Für die bestandsverringernden SC-Instrumente gibt die Nutzwertanalyse daher einen ersten Überblick darüber, in welchem Ausmaß ein jeweiliges Instrument die Haupt- und Teilziele erreicht. Die Nutzwertanalyse erfüllt dabei den Anspruch einer Messung mit nicht oder nur zum Teil monetären Auswirkungen.
Die zu bewertenden Kriterien setzen sich aus den gewichteten Teilzielen von bestandsverringernden SC-Instrumenten zusammen, welche sich mit dem jeweiligen Mittelwert zu den Hauptzielen bündeln.
Die Gewichtungsfaktoren ergeben sich aus der Spanne 1 bis 6, wobei 1 für eine sehr geringe und 6 für eine sehr hohe Gewichtung steht.

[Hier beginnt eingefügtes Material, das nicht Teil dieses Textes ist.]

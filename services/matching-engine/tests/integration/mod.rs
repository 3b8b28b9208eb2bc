mod order_workflow_tests;
mod recovery_tests;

Abbildung 5: Kriteriengewichtung für die Nutzwertanalyse der bestandsverringernden SC Instrumente
Kundenbedürfnisse wie Lieferbereitschaft und Lieferzuverlässigkeit stehen für alle SC-Instrumente im Fokus. Die Kriterien der Kostenminimierung, der unternehmerischen Ziele und der Erfolgswahrscheinlichkeit nehmen einen in etwa gleichen, hohen Stellenwert in der Gesamtbetrachtung an. Dabei wird großer Wert auf die Senkung der Kapitalbindungskosten, die Verringerung der Fehlmengenkosten, die Arbeitsentlastung und die zukunftsorientierte Ausrichtung der Projekte gelegt. Ebenfalls von Bedeutung, aber etwas geringer gewichtet, sind die Ziele der Prozessoptimierung, der Schaffung von Transparenz der Lagerbestände, der Umsetzbarkeit der Instrumente und der Minimierung von Prozesskosten zu nennen. Die Minimierung der Lagerkennzahlen, zu denen die Durchlaufzeit, die durchschnittliche Lagerdauer und der durchschnittliche Lagerbestand zählen, rückt bei der Gewichtung in den Hintergrund, da die Instrumente vor allem eine bestandsverringernde Wirkung erzielen sollen. Die Optimierung der Lagerkennzahlen kann in weiteren Schritten vorgenommen werden.
In der Alternativenbeurteilung werden die einzelnen Projekte hinsichtlich der o. g. Kriterien bewertet. Die Bewertung erfolgt mittels Punkten zwischen 10 für sehr gut und 1 für sehr schlecht.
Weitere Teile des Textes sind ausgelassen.